As others have pointed out, though, just reproducing is not the whole story of evolution, since anything that gives your offspring an advantage will be selective, including having grandparents.
on July 29, 2010
at 05:04 PM
First, it seems clear that there is a evolutionary benefit to outliving reproductive age or women would not have evolved to undergo MENOPAUSE... Grandmother hypothesis anyone?
Second, I'm not sure what you mean with respect to men since men can reproduce even in old age...
Based on points 1 and 2 above, I don't agree that we evolved to die early and, thus, we must trick evolution by eating newfangled factory foods and gulping expensive pharmaceuticals.
on July 29, 2010
at 07:33 AM
Shifting to an agricultural diet gave an short-term advantage to those cultures who did so against hunter-gatherer cultures. The same for dairy consumption -- those genes spread because they conferred an advantage.

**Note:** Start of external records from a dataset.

//! Shared context construction and error types for the CLI.

use std::fmt::{self, Display, Formatter};
use std::time::Duration;

use amc_client::{ApiError, AppContext};
use amc_config::{ClientSettings, SettingsLoader};
use amc_telemetry::{LogFormat, LoggingConfig, Metrics, init_logging};
use anyhow::anyhow;
use url::Url;

use crate::cli::Cli;

/// Command failure, split by exit code: rejected input (2) or anything else (3).
#[derive(Debug)]
pub(crate) enum CliError {
    Validation(String),
    Failure(anyhow::Error),
}

pub(crate) type CliResult<T> = Result<T, CliError>;

impl CliError {
    pub(crate) fn validation(message: impl Into<String>) -> Self {
        Self::Validation(message.into())
    }

    pub(crate) fn failure(error: impl Into<anyhow::Error>) -> Self {
        Self::Failure(error.into())
    }

    pub(crate) fn not_signed_in() -> Self {
        Self::failure(anyhow!("not signed in (run `amc login` or set AMC_TOKEN)"))
    }

    pub(crate) const fn exit_code(&self) -> i32 {
        match self {
            Self::Validation(_) => 2,
            Self::Failure(_) => 3,
        }
    }

    pub(crate) fn display_message(&self) -> String {
        match self {
            Self::Validation(message) => message.clone(),
            Self::Failure(error) => format!("{error:#}"),
        }
    }
}

impl Display for CliError {
    fn fmt(&self, f: &mut Formatter<'_>) -> fmt::Result {
        match self {
            Self::Validation(message) => write!(f, "invalid input: {message}"),
            Self::Failure(error) => write!(f, "{error:#}"),
        }
    }
}

impl std::error::Error for CliError {}

/// Map API failures onto CLI exit semantics. Rejected input is a validation
/// error; everything else is operational.
impl From<ApiError> for CliError {
    fn from(err: ApiError) -> Self {
        match &err {
            ApiError::Validation(errors) => Self::validation(errors.summary()),
            ApiError::Http {
                status: 400 | 409 | 422,
                message,
            } => Self::validation(message.clone()),
            ApiError::Http { status: 401, .. } => Self::not_signed_in(),
            ApiError::Http { status, message } => {
                Self::failure(anyhow!("{message} (status {status})"))
            }
            _ => {
                let summary = err.user_message();
                Self::failure(anyhow::Error::new(err).context(summary))
            }
        }
    }
}

/// Resolve settings from the environment, then apply CLI flag overrides.
pub(crate) fn resolve_settings(cli: &Cli) -> CliResult<ClientSettings> {
    let mut settings = SettingsLoader::from_env()
        .load()
        .map_err(|err| CliError::validation(err.detail()))?;
    if let Some(url) = &cli.api_url {
        settings.api_url = url.clone();
    }
    if let Some(secs) = cli.timeout {
        settings.request_timeout = Duration::from_secs(secs);
    }
    if let Some(limit) = cli.page_size {
        settings.lists.page_size = limit.max(1);
    }
    Ok(settings)
}

/// Install the log subscriber. Failure leaves logging off but is not fatal.
pub(crate) fn install_logging(settings: &ClientSettings) {
    let config = LoggingConfig {
        level: &settings.log_level,
        format: LogFormat::from_label(settings.log_format.as_str()),
        app_version: env!("CARGO_PKG_VERSION"),
    };
    if let Err(err) = init_logging(&config) {
        eprintln!("warning: logging disabled: {err}");
    }
}

/// Build the application container for one invocation.
pub(crate) fn build_context(settings: &ClientSettings, token: Option<String>) -> CliResult<AppContext> {
    let metrics = Metrics::new().map_err(|err| CliError::failure(anyhow!("{err}")))?;
    AppContext::new(settings, token.filter(|value| !value.trim().is_empty()), metrics)
        .map_err(CliError::from)
}

/// Parse the API URL provided to the CLI.
pub(crate) fn parse_url(input: &str) -> Result<Url, String> {
    input
        .parse::<Url>()
        .map_err(|err| format!("invalid URL '{input}': {err}"))
}
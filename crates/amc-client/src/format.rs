//! Date helpers for display.
//!
//! The server sends dates either as `YYYY-MM-DD` or as RFC 3339 timestamps;
//! both are accepted everywhere.

use chrono::{DateTime, Datelike, NaiveDate};

const DISPLAY_FORMAT: &str = "%b %-d, %Y";
const PLACEHOLDER: &str = "-";

/// Parse a server date into a calendar day.
#[must_use]
pub fn parse_date(raw: &str) -> Option<NaiveDate> {
    let raw = raw.trim();
    if raw.is_empty() {
        return None;
    }
    if let Ok(stamp) = DateTime::parse_from_rfc3339(raw) {
        return Some(stamp.date_naive());
    }
    let day = raw.get(..10).unwrap_or(raw);
    NaiveDate::parse_from_str(day, "%Y-%m-%d").ok()
}

/// Render a server date as `Jan 5, 2025`.
///
/// Missing values render as `-`; unparseable values are shown verbatim.
#[must_use]
pub fn format_date(raw: Option<&str>) -> String {
    match raw.map(str::trim) {
        None | Some("") => PLACEHOLDER.to_string(),
        Some(value) => parse_date(value)
            .map_or_else(|| value.to_string(), |day| day.format(DISPLAY_FORMAT).to_string()),
    }
}

/// Whole days from `today` until `end`; negative once the date has passed.
#[must_use]
pub fn days_remaining(end: Option<&str>, today: NaiveDate) -> Option<i64> {
    let end = parse_date(end?)?;
    Some((end - today).num_days())
}

/// Whether `raw` falls in the same calendar month as `today`.
#[must_use]
pub fn in_month_of(raw: Option<&str>, today: NaiveDate) -> bool {
    raw.and_then(parse_date)
        .is_some_and(|day| day.year() == today.year() && day.month() == today.month())
}

#[cfg(test)]
mod tests {
    use super::*;

    fn day(y: i32, m: u32, d: u32) -> NaiveDate {
        NaiveDate::from_ymd_opt(y, m, d).expect("valid date")
    }

    #[test]
    fn formats_plain_and_timestamp_dates() {
        assert_eq!(format_date(Some("2025-01-05")), "Jan 5, 2025");
        assert_eq!(format_date(Some("2024-12-31T00:00:00.000Z")), "Dec 31, 2024");
        assert_eq!(format_date(Some("2024-03-09T18:30:00+05:30")), "Mar 9, 2024");
    }

    #[test]
    fn missing_and_garbage_values_degrade() {
        assert_eq!(format_date(None), "-");
        assert_eq!(format_date(Some("  ")), "-");
        assert_eq!(format_date(Some("someday")), "someday");
    }

    #[test]
    fn days_remaining_counts_signed_days() {
        let today = day(2025, 1, 10);
        assert_eq!(days_remaining(Some("2025-01-20"), today), Some(10));
        assert_eq!(days_remaining(Some("2025-01-01T00:00:00.000Z"), today), Some(-9));
        assert_eq!(days_remaining(None, today), None);
        assert_eq!(days_remaining(Some("never"), today), None);
    }

    #[test]
    fn month_membership_checks_year_too() {
        let today = day(2025, 6, 15);
        assert!(in_month_of(Some("2025-06-01"), today));
        assert!(!in_month_of(Some("2024-06-01"), today));
        assert!(!in_month_of(None, today));
    }
}
#![forbid(unsafe_code)]
#![deny(
    clippy::all,
    clippy::pedantic,
    clippy::nursery,
    rustdoc::broken_intra_doc_links,
    rustdoc::bare_urls
)]
#![warn(missing_docs, unreachable_pub, unused)]

//! Client-side state layer for the AMC admin console.
//!
//! Layers, leaves first: [`SessionStore`] holds the bearer token,
//! [`ApiGateway`] sends requests with a single refresh-and-retry on 401, the
//! typed services in [`api`] map resources, [`ListController`] keeps a
//! debounced, sequence-guarded view of one paginated list, and
//! [`AuthController`] tracks the sign-in state. [`AppContext`] wires them
//! together for one process.

pub mod api;
pub mod auth;
pub mod context;
pub mod error;
pub mod format;
pub mod gateway;
pub mod list;
pub mod notify;
pub mod overview;
pub mod routes;
pub mod screens;
pub mod session;
pub mod validate;

pub use auth::{AuthController, AuthStatus};
pub use context::AppContext;
pub use error::{ApiError, ApiResult};
pub use gateway::{ApiGateway, ApiRequest};
pub use list::{EntityListState, FetchOutcome, ListController, ListEntity, ListSource};
pub use notify::{Notice, NoticeLevel, Notifier};
pub use overview::{ChargerSummary, ClientOverview, ContractPeriod};
pub use routes::{RouteArea, RouteDecision, decide_route};
pub use screens::{ChargersScreen, ClientsScreen};
pub use session::SessionStore;
pub use validate::{ChargerForm, ClientForm, Credentials, ValidationErrors};
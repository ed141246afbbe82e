//! `/chargers` resource, globally and scoped to one client.

use std::sync::Arc;

use amc_api_models::{ApiEnvelope, Charger, ChargerList, ChargerUpdate, EntityId, ListQuery};

use crate::api::list_params;
use crate::error::ApiResult;
use crate::gateway::{ApiGateway, ApiRequest};

/// Charger read and update calls.
#[derive(Debug, Clone)]
pub struct ChargersApi {
    gateway: Arc<ApiGateway>,
}

impl ChargersApi {
    /// Service backed by `gateway`.
    #[must_use]
    pub const fn new(gateway: Arc<ApiGateway>) -> Self {
        Self { gateway }
    }

    /// `GET /chargers` for one page.
    ///
    /// # Errors
    ///
    /// Propagates gateway errors.
    pub async fn list(&self, query: &ListQuery) -> ApiResult<ChargerList> {
        fetch_list(&self.gateway, "/chargers", query).await
    }

    /// `GET /chargers/:id`.
    ///
    /// # Errors
    ///
    /// Propagates gateway errors.
    pub async fn get(&self, id: EntityId) -> ApiResult<Charger> {
        let envelope: ApiEnvelope<Charger> = self.gateway.get(&format!("/chargers/{id}")).await?;
        Ok(envelope.data)
    }

    /// `PUT /chargers/:id`; returns the stored charger.
    ///
    /// # Errors
    ///
    /// Propagates gateway errors.
    pub async fn update(&self, id: EntityId, update: &ChargerUpdate) -> ApiResult<Charger> {
        let envelope: ApiEnvelope<Charger> = self
            .gateway
            .put(&format!("/chargers/{id}"), update)
            .await?;
        Ok(envelope.data)
    }

    /// Scope list calls to the chargers of `client_id`.
    #[must_use]
    pub fn for_client(&self, client_id: EntityId) -> ClientChargersApi {
        ClientChargersApi {
            gateway: Arc::clone(&self.gateway),
            client_id,
        }
    }
}

/// `GET /chargers/client/:id` listing.
#[derive(Debug, Clone)]
pub struct ClientChargersApi {
    gateway: Arc<ApiGateway>,
    client_id: EntityId,
}

impl ClientChargersApi {
    /// Owning client.
    #[must_use]
    pub const fn client_id(&self) -> EntityId {
        self.client_id
    }

    /// One page of the client's chargers.
    ///
    /// # Errors
    ///
    /// Propagates gateway errors.
    pub async fn list(&self, query: &ListQuery) -> ApiResult<ChargerList> {
        let path = format!("/chargers/client/{}", self.client_id);
        fetch_list(&self.gateway, &path, query).await
    }
}

async fn fetch_list(gateway: &ApiGateway, path: &str, query: &ListQuery) -> ApiResult<ChargerList> {
    let call = ApiRequest::get(path).query(list_params(query));
    let envelope: ApiEnvelope<ChargerList> = gateway.send_json(&call).await?;
    Ok(envelope.data)
}
//! Entities that can live in a synchronized list.

use std::fmt::Debug;

use amc_api_models::{Charger, Client, EntityId};

/// A row type managed by a [`crate::list::ListController`].
pub trait ListEntity: Clone + Debug + Send + Sync + 'static {
    /// Plural resource name, used in metrics labels and fallback messages.
    const KIND: &'static str;

    /// Server identifier.
    fn id(&self) -> EntityId;

    /// Combine a server response with the row it replaces.
    ///
    /// Fields present in `self` (the response) win. Nested relations the
    /// response omits are carried over from `previous`.
    #[must_use]
    fn merge_update(self, previous: &Self) -> Self;
}

impl ListEntity for Client {
    const KIND: &'static str = "clients";

    fn id(&self) -> EntityId {
        self.id
    }

    fn merge_update(mut self, previous: &Self) -> Self {
        if self.chargers.is_none() {
            self.chargers.clone_from(&previous.chargers);
        }
        if self.total_chargers.is_none() {
            self.total_chargers = previous.total_chargers;
        }
        self
    }
}

impl ListEntity for Charger {
    const KIND: &'static str = "chargers";

    fn id(&self) -> EntityId {
        self.id
    }

    fn merge_update(mut self, previous: &Self) -> Self {
        if self.client.is_none() {
            self.client.clone_from(&previous.client);
        }
        self
    }
}
pub(crate) mod auth;
pub(crate) mod chargers;
pub(crate) mod clients;
pub(crate) mod dashboard;
pub(crate) mod watch;

use amc_client::Notice;
use chrono::{Local, NaiveDate};
use tokio::sync::broadcast;

use crate::output::print_notice;

/// Print every notice queued since `rx` subscribed.
pub(crate) fn drain_notices(rx: &mut broadcast::Receiver<Notice>) {
    while let Ok(notice) = rx.try_recv() {
        print_notice(&notice);
    }
}

/// Calendar day used for relative date figures.
pub(crate) fn today() -> NaiveDate {
    Local::now().date_naive()
}
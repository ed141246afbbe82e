#![forbid(unsafe_code)]
#![deny(
    clippy::all,
    clippy::pedantic,
    clippy::nursery,
    rustdoc::broken_intra_doc_links,
    rustdoc::bare_urls
)]
#![warn(missing_docs, unreachable_pub, unused)]

//! Typed client settings for the AMC console.
//!
//! Layout: `model.rs` (settings structs), `validate.rs` (field parsing and
//! bounds), `loader.rs` (`SettingsLoader` reading `AMC_*` variables),
//! `defaults.rs` (fallback values).

mod defaults;
pub mod error;
pub mod loader;
pub mod model;
pub mod validate;

pub use defaults::{
    DEFAULT_API_URL, DEFAULT_DEBOUNCE_MS, DEFAULT_LOG_LEVEL, DEFAULT_PAGE_SIZE,
    DEFAULT_TIMEOUT_SECS,
};
pub use error::{ConfigError, ConfigResult};
pub use loader::{
    ENV_API_URL, ENV_DEBOUNCE_MS, ENV_LOG_FORMAT, ENV_LOG_LEVEL, ENV_PAGE_SIZE, ENV_TIMEOUT_SECS,
    SettingsLoader,
};
pub use model::{ClientSettings, ListSettings, LogFormatSetting};
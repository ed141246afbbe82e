//! Application container wiring session, gateway and services together.
//!
//! # Design
//! - One `AppContext` per process, passed explicitly instead of global state.
//! - Controllers are built on demand; each gets its own list state but shares
//!   the session, gateway, metrics and notifier.

use std::sync::Arc;

use amc_api_models::{Charger, Client, EntityId};
use amc_config::{ClientSettings, ListSettings};
use amc_telemetry::Metrics;

use crate::api::{AuthApi, ChargersApi, ClientsApi, DashboardApi};
use crate::auth::AuthController;
use crate::error::ApiResult;
use crate::gateway::ApiGateway;
use crate::list::ListController;
use crate::notify::Notifier;
use crate::screens::{ChargersScreen, ClientsScreen};
use crate::session::SessionStore;

/// Shared handles for one operator session.
#[derive(Debug, Clone)]
pub struct AppContext {
    session: Arc<SessionStore>,
    gateway: Arc<ApiGateway>,
    lists: ListSettings,
    notifier: Notifier,
}

impl AppContext {
    /// Build the container, optionally seeding a bearer token.
    ///
    /// # Errors
    ///
    /// Returns [`crate::ApiError::ClientBuild`] when the HTTP client cannot
    /// be built.
    pub fn new(settings: &ClientSettings, token: Option<String>, metrics: Metrics) -> ApiResult<Self> {
        let session = Arc::new(token.map_or_else(SessionStore::new, SessionStore::with_token));
        let gateway = Arc::new(ApiGateway::new(settings, Arc::clone(&session), metrics)?);
        Ok(Self {
            session,
            gateway,
            lists: settings.lists,
            notifier: Notifier::new(),
        })
    }

    /// Current session.
    #[must_use]
    pub const fn session(&self) -> &Arc<SessionStore> {
        &self.session
    }

    /// Shared gateway.
    #[must_use]
    pub const fn gateway(&self) -> &Arc<ApiGateway> {
        &self.gateway
    }

    /// Metrics registry used by every component.
    #[must_use]
    pub fn metrics(&self) -> &Metrics {
        self.gateway.metrics()
    }

    /// Notice fan-out.
    #[must_use]
    pub const fn notifier(&self) -> &Notifier {
        &self.notifier
    }

    /// List settings applied to new controllers.
    #[must_use]
    pub const fn list_settings(&self) -> ListSettings {
        self.lists
    }

    /// Auth endpoints.
    #[must_use]
    pub fn auth_api(&self) -> AuthApi {
        AuthApi::new(Arc::clone(&self.gateway))
    }

    /// Client endpoints.
    #[must_use]
    pub fn clients_api(&self) -> ClientsApi {
        ClientsApi::new(Arc::clone(&self.gateway))
    }

    /// Charger endpoints.
    #[must_use]
    pub fn chargers_api(&self) -> ChargersApi {
        ChargersApi::new(Arc::clone(&self.gateway))
    }

    /// Dashboard endpoint.
    #[must_use]
    pub fn dashboard_api(&self) -> DashboardApi {
        DashboardApi::new(Arc::clone(&self.gateway))
    }

    /// Fresh auth state machine over the shared session.
    #[must_use]
    pub fn auth(&self) -> AuthController {
        AuthController::new(Arc::clone(&self.gateway))
    }

    /// Controller over `GET /clients`.
    #[must_use]
    pub fn clients_list(&self) -> ListController<Client> {
        ListController::new(
            Arc::new(self.clients_api()),
            self.lists,
            self.metrics().clone(),
        )
    }

    /// Controller over `GET /chargers`.
    #[must_use]
    pub fn chargers_list(&self) -> ListController<Charger> {
        ListController::new(
            Arc::new(self.chargers_api()),
            self.lists,
            self.metrics().clone(),
        )
    }

    /// Controller over `GET /chargers/client/{client_id}`.
    #[must_use]
    pub fn client_chargers_list(&self, client_id: EntityId) -> ListController<Charger> {
        ListController::new(
            Arc::new(self.chargers_api().for_client(client_id)),
            self.lists,
            self.metrics().clone(),
        )
    }

    /// Clients screen with its own list controller.
    #[must_use]
    pub fn clients_screen(&self) -> ClientsScreen {
        ClientsScreen::new(
            self.clients_list(),
            self.clients_api(),
            self.chargers_api(),
            self.notifier.clone(),
        )
    }

    /// Chargers screen, global or scoped to one client.
    #[must_use]
    pub fn chargers_screen(&self, client_id: Option<EntityId>) -> ChargersScreen {
        let list = client_id.map_or_else(
            || self.chargers_list(),
            |id| self.client_chargers_list(id),
        );
        ChargersScreen::new(list, self.chargers_api(), self.notifier.clone())
    }
}

#[cfg(test)]
mod tests {
    use super::*;
    use amc_test_support::fixtures::{charger_list_body, envelope};
    use amc_test_support::http::{AUTHORIZATION, bearer};
    use httpmock::MockServer;
    use httpmock::prelude::*;
    use serde_json::json;
    use url::Url;

    fn context(server: &MockServer, token: Option<&str>) -> AppContext {
        let url = Url::parse(&server.base_url()).expect("url");
        AppContext::new(
            &ClientSettings::for_url(url),
            token.map(str::to_string),
            Metrics::new().expect("metrics"),
        )
        .expect("context")
    }

    #[tokio::test]
    async fn seeded_token_is_attached() {
        let server = MockServer::start_async().await;
        let dashboard = server.mock(|when, then| {
            when.method(GET)
                .path("/dashboard")
                .header(AUTHORIZATION, bearer("seed"));
            then.status(200).json_body(envelope(json!({
                "stats": {"totalClients": 2, "totalChargers": 5, "expiringChargers": 1, "newChargers": 0},
                "expiringClientsData": [],
                "expiringChargersData": []
            })));
        });

        let ctx = context(&server, Some("seed"));
        assert!(ctx.session().has_token());
        let data = ctx.dashboard_api().fetch().await.expect("dashboard");

        dashboard.assert();
        assert_eq!(data.stats.total_chargers, 5);
    }

    #[tokio::test]
    async fn client_scoped_controller_hits_client_route() {
        let server = MockServer::start_async().await;
        let scoped = server.mock(|when, then| {
            when.method(GET).path("/chargers/client/7");
            then.status(200)
                .json_body(charger_list_body(Vec::new(), 1, 1, 0));
        });

        let ctx = context(&server, None);
        let screen = ctx.chargers_screen(Some(7));
        screen.list().refresh().await.expect("refresh");

        scoped.assert();
        assert!(screen.list().snapshot().items.is_empty());
    }
}
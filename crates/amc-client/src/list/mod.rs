//! Paginated, filterable list synchronization.

pub mod controller;
pub mod entity;
pub mod source;
pub mod state;

pub use controller::{FetchOutcome, ListController};
pub use entity::ListEntity;
pub use source::ListSource;
pub use state::{EntityListState, MutationIntent, MutationKind, MutationTarget, Page, Pagination};

#[cfg(test)]
pub(crate) mod testing {
    //! Scripted list source whose replies are released by the test.

    use std::collections::VecDeque;
    use std::sync::{Arc, Mutex, PoisonError};

    use amc_api_models::{ListQuery, PaginationDto};
    use async_trait::async_trait;
    use tokio::sync::oneshot;

    use super::{ListEntity, ListSource, Page};
    use crate::error::{ApiError, ApiResult};

    type Reply<T> = oneshot::Receiver<ApiResult<Page<T>>>;

    pub(crate) struct ManualSource<T> {
        calls: Mutex<Vec<ListQuery>>,
        replies: Mutex<VecDeque<Reply<T>>>,
    }

    impl<T: ListEntity> ManualSource<T> {
        pub(crate) fn new() -> Arc<Self> {
            Arc::new(Self {
                calls: Mutex::new(Vec::new()),
                replies: Mutex::new(VecDeque::new()),
            })
        }

        /// Queue a reply the next call resolves with once the sender fires.
        pub(crate) fn expect_call(&self) -> oneshot::Sender<ApiResult<Page<T>>> {
            let (tx, rx) = oneshot::channel();
            self.replies
                .lock()
                .unwrap_or_else(PoisonError::into_inner)
                .push_back(rx);
            tx
        }

        /// Queue a reply that is ready immediately.
        pub(crate) fn reply(&self, result: ApiResult<Page<T>>) {
            let _ = self.expect_call().send(result);
        }

        pub(crate) fn calls(&self) -> Vec<ListQuery> {
            self.calls
                .lock()
                .unwrap_or_else(PoisonError::into_inner)
                .clone()
        }
    }

    #[async_trait]
    impl<T: ListEntity> ListSource<T> for ManualSource<T> {
        async fn fetch_page(&self, query: &ListQuery) -> ApiResult<Page<T>> {
            self.calls
                .lock()
                .unwrap_or_else(PoisonError::into_inner)
                .push(query.clone());
            let reply = self
                .replies
                .lock()
                .unwrap_or_else(PoisonError::into_inner)
                .pop_front();
            let unscripted = || ApiError::Http {
                status: 599,
                message: "unscripted fetch".to_string(),
            };
            match reply {
                Some(rx) => rx.await.unwrap_or_else(|_| Err(unscripted())),
                None => Err(unscripted()),
            }
        }
    }

    pub(crate) fn page<T>(items: Vec<T>, current_page: u32, total_pages: u32) -> Page<T> {
        let total = u64::try_from(items.len()).unwrap_or(u64::MAX);
        Page {
            items,
            pagination: PaginationDto {
                current_page,
                total_pages,
                total,
                limit: None,
            },
        }
    }
}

It's been noted here that this can work against the health of the individual. With enough time, those who make the switch would fully evolve to thrive on an agricultural diet. But do you want to put yourself through this process consciously?
The short-term advantage may get wiped out by the long-term disadvantage of an unsustainable food base, total environmental decimation, and general malaise.
The agricultural system could be propped up by reforms and sustained, or it could be scrapped.
Another example that fits your scheme of evolution favoring the sick is Cochran's explanation of Ashkenazi Jewish propensity for genetic diseases. Not a genetic bottleneck as previously supposed, but a side-effect of rapid evolutionary genetic selection for increased intelligence.